The influence of symbology in our lives, long neglected or ignored in our western culture, is a theme which is rising in popularity. While many recent books deal with a wide array of archetypical symbols and what they mean in our lives, my interest is more oriented to basic scientific principles (and I use 'science' here in its broadest sense, since most of science turns a blind eye to intangible-tangible process linkages). When Erich von Daniken's book, "Chariot of the Gods" came out in the late sixties, I was really not impressed, although it amazed me that a couple of friends were 'sold' on the suggested origins of the symbols. This set me to reflecting, and when a British magazine called "Private Eye" did a feature article on the book (there was an 'unfortunate' typo and the title came out "Chariot of the Dogs"), they pointed out that a rugby scrum had a remarkably similar geometry to a spacecraft landing module. This prompted me to go to an after-game pub session to further investigate this relational linkage, however, it became obvious that long term memory retention of symbolic origins was 'not bloody likely'.

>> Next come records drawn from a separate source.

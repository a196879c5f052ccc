// Copyright (c) 2025 Kirky.X
//
// Licensed under the MIT License
// See LICENSE file in the project root for full license information.

use super::RepositoryError;
use crate::domain::models::patron::{NewPatron, Patron};
use async_trait::async_trait;

/// 顾客仓库特质
#[async_trait]
pub trait PatronRepository: Send + Sync {
    async fn find_by_id(&self, patron_id: i32) -> Result<Option<Patron>, RepositoryError>;

    async fn find_by_email(&self, email: &str) -> Result<Option<Patron>, RepositoryError>;

    /// 创建注册顾客，邮箱或手机号重复时返回 `RepositoryError::Conflict`
    async fn create(&self, patron: NewPatron) -> Result<Patron, RepositoryError>;
}
// Copyright (c) 2025 Kirky.X
//
// Licensed under the MIT License
// See LICENSE file in the project root for full license information.

use crate::domain::models::loose_id::LooseId;
use serde::Deserialize;
use serde_json::Value;

/// 添加收藏请求，`song_id` 可以是数字或数字字符串
#[derive(Debug, Default, Deserialize)]
#[serde(default)]
pub struct AddFavoriteRequest {
    pub song_id: Option<Value>,
}

impl AddFavoriteRequest {
    pub fn song_id(&self) -> LooseId {
        LooseId::from_value(self.song_id.as_ref())
    }
}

I suspect that most of us would agree that whatever differences may exist amongst interpretations of a particular symbology, symbols from the past, i.e. qualitative space-time patterns, can stir the imagination to action and lead to 'emergent behaviors', right? If you're not sure, let's wager on how long before you will be able to get through Israeli customs wearing a swastika armband. .... right, I'll see yours and double.

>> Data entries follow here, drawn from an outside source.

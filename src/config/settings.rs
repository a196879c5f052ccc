// Copyright 2025 Kirky.X
//
// Licensed under the Apache License, Version 2.0 (the "License");
// you may not use this file except in compliance with the License.
// You may obtain a copy of the License at
//
//     http://www.apache.org/licenses/LICENSE-2.0
//
// Unless required by applicable law or agreed to in writing, software
// distributed under the License is distributed on an "AS IS" BASIS,
// WITHOUT WARRANTIES OR CONDITIONS OF ANY KIND, either express or implied.
// See the License for the specific language governing permissions and
// limitations under the License.

use config::builder::DefaultState;
use config::{Config, ConfigBuilder, ConfigError, Environment, File};
use serde::Deserialize;
use std::time::Duration;

/// 应用程序配置设置
///
/// 包含服务器、数据库、认证、跨域、OpenKJ 和启动引导等所有配置项
#[derive(Debug, Clone, Deserialize)]
pub struct Settings {
    /// 服务器配置
    pub server: ServerSettings,
    /// 数据库配置
    pub database: DatabaseSettings,
    /// 认证配置
    pub auth: AuthSettings,
    /// 跨域配置
    #[serde(default)]
    pub cors: CorsSettings,
    /// OpenKJ 配置
    #[serde(default)]
    pub openkj: OpenKjSettings,
    /// 启动引导配置
    #[serde(default)]
    pub bootstrap: BootstrapSettings,
}

/// 数据库配置设置
#[derive(Debug, Clone, Deserialize)]
pub struct DatabaseSettings {
    /// 数据库连接URL
    pub url: String,
    /// 最大连接数
    pub max_connections: Option<u32>,
    /// 最小连接数
    pub min_connections: Option<u32>,
    /// 连接超时时间（秒）
    pub connect_timeout: Option<u64>,
    /// 空闲连接超时时间（秒）
    pub idle_timeout: Option<u64>,
}

/// 服务器配置设置
#[derive(Debug, Clone, Deserialize)]
pub struct ServerSettings {
    /// 服务器监听主机地址
    pub host: String,
    /// 服务器监听端口
    pub port: u16,
}

/// 认证配置设置
#[derive(Clone, Deserialize)]
pub struct AuthSettings {
    /// JWT 签名密钥
    pub jwt_secret: String,
    /// 令牌有效期，humantime 格式（如 `90d`、`12h`）
    pub token_ttl: String,
}

impl std::fmt::Debug for AuthSettings {
    fn fmt(&self, f: &mut std::fmt::Formatter<'_>) -> std::fmt::Result {
        f.debug_struct("AuthSettings")
            .field("jwt_secret", &"[REDACTED]")
            .field("token_ttl", &self.token_ttl)
            .finish()
    }
}

impl AuthSettings {
    /// 解析令牌有效期
    ///
    /// # 返回值
    ///
    /// * `Ok(Duration)` - 解析后的有效期
    /// * `Err(ConfigError)` - 格式无效或为零
    pub fn token_ttl(&self) -> Result<Duration, ConfigError> {
        let ttl = humantime::parse_duration(&self.token_ttl).map_err(|e| {
            ConfigError::Message(format!("auth.token_ttl '{}': {}", self.token_ttl, e))
        })?;
        if ttl.is_zero() {
            return Err(ConfigError::Message(
                "auth.token_ttl must be greater than zero".to_string(),
            ));
        }
        Ok(ttl)
    }
}

/// 跨域配置设置
#[derive(Debug, Clone, Default, Deserialize)]
pub struct CorsSettings {
    /// 允许的来源列表，为空时允许任意来源
    #[serde(default)]
    pub allowed_origins: Vec<String>,
}

/// OpenKJ 配置设置
#[derive(Debug, Clone, Default, Deserialize)]
pub struct OpenKjSettings {
    /// `getAlert` 返回的标题
    pub alert_title: Option<String>,
    /// `getAlert` 返回的消息，为空时不提示
    pub alert_message: Option<String>,
}

/// 启动引导配置设置
///
/// 用户表为空时，按此配置创建首个管理员及其 API 密钥
#[derive(Clone, Default, Deserialize)]
pub struct BootstrapSettings {
    pub admin_username: Option<String>,
    pub admin_password: Option<String>,
    pub admin_email: Option<String>,
    /// 预设的 API 密钥，未设置时随机生成
    pub api_key: Option<String>,
}

impl std::fmt::Debug for BootstrapSettings {
    fn fmt(&self, f: &mut std::fmt::Formatter<'_>) -> std::fmt::Result {
        f.debug_struct("BootstrapSettings")
            .field("admin_username", &self.admin_username)
            .field("admin_email", &self.admin_email)
            .field("admin_password", &self.admin_password.as_ref().map(|_| "[REDACTED]"))
            .field("api_key", &self.api_key.as_ref().map(|_| "[REDACTED]"))
            .finish()
    }
}

impl Settings {
    /// 创建新的配置实例
    ///
    /// 依次加载默认值、`config/default`、`config/{APP_ENVIRONMENT}` 和
    /// `SONGBOOK__*` 环境变量
    ///
    /// # Returns
    ///
    /// * `Ok(Settings)` - 成功加载的配置
    /// * `Err(ConfigError)` - 配置加载失败
    pub fn new() -> Result<Self, ConfigError> {
        let env = std::env::var("APP_ENVIRONMENT").unwrap_or_else(|_| "default".to_string());
        let builder = Self::builder()?
            .add_source(File::with_name("config/default").required(false))
            .add_source(File::with_name(&format!("config/{}", env)).required(false))
            .add_source(
                Environment::with_prefix("SONGBOOK")
                    .separator("__")
                    .list_separator(",")
                    .with_list_parse_key("cors.allowed_origins")
                    .try_parsing(true),
            );

        builder.build()?.try_deserialize()
    }

    /// 带默认值的配置构建器
    ///
    /// `database.url` 与 `auth.jwt_secret` 没有默认值，必须由配置源提供
    pub fn builder() -> Result<ConfigBuilder<DefaultState>, ConfigError> {
        Config::builder()
            .set_default("server.host", "0.0.0.0")?
            .set_default("server.port", 3000)?
            .set_default("database.max_connections", 5)?
            .set_default("database.min_connections", 0)?
            .set_default("database.connect_timeout", 30)?
            .set_default("database.idle_timeout", 10)?
            .set_default("auth.token_ttl", "90d")
    }
}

Let's turn for a moment to that WWII and postwar era cartoon of a little guy peeking over the fence and the associated inscription 'Kilroy was here'. It usually brings a smile to people when they see it (unlike the swastika), so here's another example of some kind of imaginary link to the past, influencing current behavior. Sure the influence may be modest, but it is there. My personal experience used to be that when I saw this pattern, the edges of my mouth would start to curl upwards, my cheek muscles would tighten and ball out my cheeks, and my outward respiration would become spasmodic so that my breath came out in little gasps making a 'heh, heh, heh, heh' sound.

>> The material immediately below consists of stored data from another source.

// Copyright (c) 2025 Kirky.X
//
// Licensed under the MIT License
// See LICENSE file in the project root for full license information.

use sea_orm::entity::prelude::*;

#[derive(Clone, Debug, PartialEq, DeriveEntityModel)]
#[sea_orm(table_name = "venues")]
pub struct Model {
    #[sea_orm(primary_key)]
    pub venue_id: i32,
    pub name: String,
    #[sea_orm(unique)]
    pub url_name: Option<String>,
    pub accepting: bool,
    pub address1: Option<String>,
    pub address2: Option<String>,
    pub city: Option<String>,
    pub state: Option<String>,
    pub zip: Option<String>,
    #[sea_orm(column_type = "Double", nullable)]
    pub lat: Option<f64>,
    #[sea_orm(column_type = "Double", nullable)]
    pub lon: Option<f64>,
    pub created_at: ChronoDateTimeUtc,
    pub updated_at: ChronoDateTimeUtc,
}

#[derive(Copy, Clone, Debug, EnumIter, DeriveRelation)]
pub enum Relation {}

impl ActiveModelBehavior for ActiveModel {}
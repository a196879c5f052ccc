// Copyright (c) 2025 Kirky.X
//
// Licensed under the MIT License
// See LICENSE file in the project root for full license information.

use sea_orm_migration::prelude::*;

/// 迁移命令行入口
///
/// 支持 up / down / status / fresh 等 sea-orm-migration 子命令
#[async_std::main]
async fn main() {
    cli::run_cli(migration::Migrator).await;
}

Subtle or not, the principle is established, the mere perception of qualitative patterns will trigger real emergent behaviors (and exactness is not a requirement; i.e. killroi wuz heer, will do fine). Ok, what was the origin of 'Kilroy was here'? The graffiti always tickled me because it seemed so 'for nothing' but I really never knew where it came from till I researched it. Perhaps it's the same for you. Anyhow, here's the official word;
"Kilroy was a 46-year old shipyard worker from Halifax, Massachusetts and during the war, worked as a checker at the Fore River Shipyard in Quincy. His job was to go around and check on the number of rivets completed. Riveters were on piece work and got paid by the rivet. Kilroy would count a block of rivets and put a check mark in chalk, so the rivets wouldn't be counted twice. When he went off duty, the riveters would erase the mark. Later on, another checker would come through and count the rivets a second time, resulting in double pay for the riveters.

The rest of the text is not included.